Visualizing audio requires rendering a time signal as a signal of time and space (animated 3D graphics). An essential challenge of this work is to establish time as a integrated dimension for rendering in Open Inventor. Time is handled in Open Inventor only as a basic data type SbTime for fields (SoSFTime). Time can influence the scene graph only by field connections and engines and is provided as a global field called 'realTime'gif.

The first version of tsKit used field connections for distributing the parameter time. Feedback nodes were performed according to a SoSFTime field they contained. This approach could not use the hierarchical structuring of the scene graph for propagating this property.

Time can be seen as just another property for rendering. The tsKit introduces feedback nodes that uses this new property as a built-in character.

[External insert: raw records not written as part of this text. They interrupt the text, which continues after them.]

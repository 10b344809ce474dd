use std::error::Error;
use thiserror::Error;

/// Result alias for storage operations.
pub type StorageResult<T> = Result<T, StorageError>;

/// Error raised by storage backends regardless of the underlying database.
#[derive(Debug, Error)]
pub enum StorageError {
    #[error("storage unavailable: {message}")]
    Unavailable {
        message: String,
        #[source]
        source: Box<dyn Error + Send + Sync>,
    },
    /// A merge-update targeted a document that does not exist. Callers rely on
    /// this being distinct from [`StorageError::Unavailable`] so they can
    /// surface a not-found error instead of a retry hint.
    #[error("no document `{key}` in collection `{collection}`")]
    Missing {
        collection: &'static str,
        key: String,
    },
}

impl StorageError {
    /// Construct an unavailable error from any backend failure.
    pub fn unavailable(message: String, source: impl Error + Send + Sync + 'static) -> Self {
        StorageError::Unavailable {
            message,
            source: Box::new(source),
        }
    }

    /// Construct a missing-document error for a merge-update against an absent key.
    pub fn missing(collection: &'static str, key: impl Into<String>) -> Self {
        StorageError::Missing {
            collection,
            key: key.into(),
        }
    }
}
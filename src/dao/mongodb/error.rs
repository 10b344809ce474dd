use mongodb::error::Error as MongoError;
use thiserror::Error;

use crate::dao::storage::StorageError;

/// Result alias for MongoDB DAO operations.
pub type MongoResult<T> = Result<T, MongoDaoError>;

/// Errors raised by the MongoDB backend.
#[derive(Debug, Error)]
pub enum MongoDaoError {
    #[error("failed to parse MongoDB connection URI `{uri}`")]
    InvalidUri {
        uri: String,
        #[source]
        source: MongoError,
    },
    #[error("failed to build MongoDB client from options")]
    ClientConstruction {
        #[source]
        source: MongoError,
    },
    #[error("MongoDB ping failed during initial connection after {attempts} attempt(s)")]
    InitialPing {
        attempts: u32,
        #[source]
        source: MongoError,
    },
    #[error("MongoDB ping health check failed")]
    HealthPing {
        #[source]
        source: MongoError,
    },
    #[error("failed to ensure index `{index}` on collection `{collection}`")]
    EnsureIndex {
        collection: &'static str,
        index: &'static str,
        #[source]
        source: MongoError,
    },
    #[error("{op} failed on collection `{collection}`")]
    Query {
        collection: &'static str,
        op: &'static str,
        #[source]
        source: MongoError,
    },
    #[error("document `{key}` in collection `{collection}` holds an invalid id")]
    InvalidId {
        collection: &'static str,
        key: String,
        #[source]
        source: uuid::Error,
    },
    #[error("failed to encode document for collection `{collection}`")]
    Encode {
        collection: &'static str,
        #[source]
        source: mongodb::bson::error::Error,
    },
    #[error("no document `{key}` in collection `{collection}`")]
    Missing {
        collection: &'static str,
        key: String,
    },
}

impl From<MongoDaoError> for StorageError {
    fn from(err: MongoDaoError) -> Self {
        match err {
            MongoDaoError::Missing { collection, key } => StorageError::missing(collection, key),
            other => StorageError::unavailable(other.to_string(), other),
        }
    }
}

Time itself has another special characteristic: for an ingenious realization, time must be changing continuously during the playback. Media like audio and video are very sensitive to their continuous performance in time. They are stored and performed in a constant density of frames (audio: samples, video: frames and fields) per time unit. This is called the frame rate of an audio or video stream. Uncontrolled changes in the frame rate, e.g., because of bad timing or insufficient performance causes a decrease in perceived quality. Audio is even more sensitive to changes in frame rate than video. In contrast animated graphics are least sensitive to the continious performance in time because they are not bound to frames but can be performed at any point in time.

Another view says that audio and video are best controlled by the parameter speed (or rate), expressing the continious change of time. Mathematically speaking, speed is the first derivative of time. Animated computer graphics are best controlled by absolute time. User interfaces of time media uses absolute time and speed (or rate) as a control parameter. Time is controlled absolutely by controls like 'go to begin' and 'go to end' and speed with 'play forward', 'play backward' and 'stop'.

One application for the control of time is the non-real-time playback. This is used for slow motion playback or to render graphics and audio to a movie file, frame by frame. Later this movie can be played back in real-time. That way visualizations can be viewed in real-time that cannot be rendered in real-time: they are too intensive in computation to be done in real-time.

Synchronizing Feedback

 

As a solution for the time/speed dualism I created a property node containing both parameters 'time' and 'speed' and that keeps these values consistent. The node class is called tsTime and consists of the fields 'time' of class SoSFTime and 'speed' of class SoSFFloat. The field 'time' is constantly updatedgif according to the value in field 'speed'(, as long as speed is not 0.0). This is done in a constant frequency of 30 Hz.

Here is how the tsTime node works as a master clock: When a tsTime node is part of a scene that is viewed in a viewer, the changes of the field 'time' causes a regular redraw of the scene. This way a tsTime node becomes a master clock for all feedback nodes lower in the scene graph (and for all nodes or engines, that are connected to the fields 'time' or 'speed').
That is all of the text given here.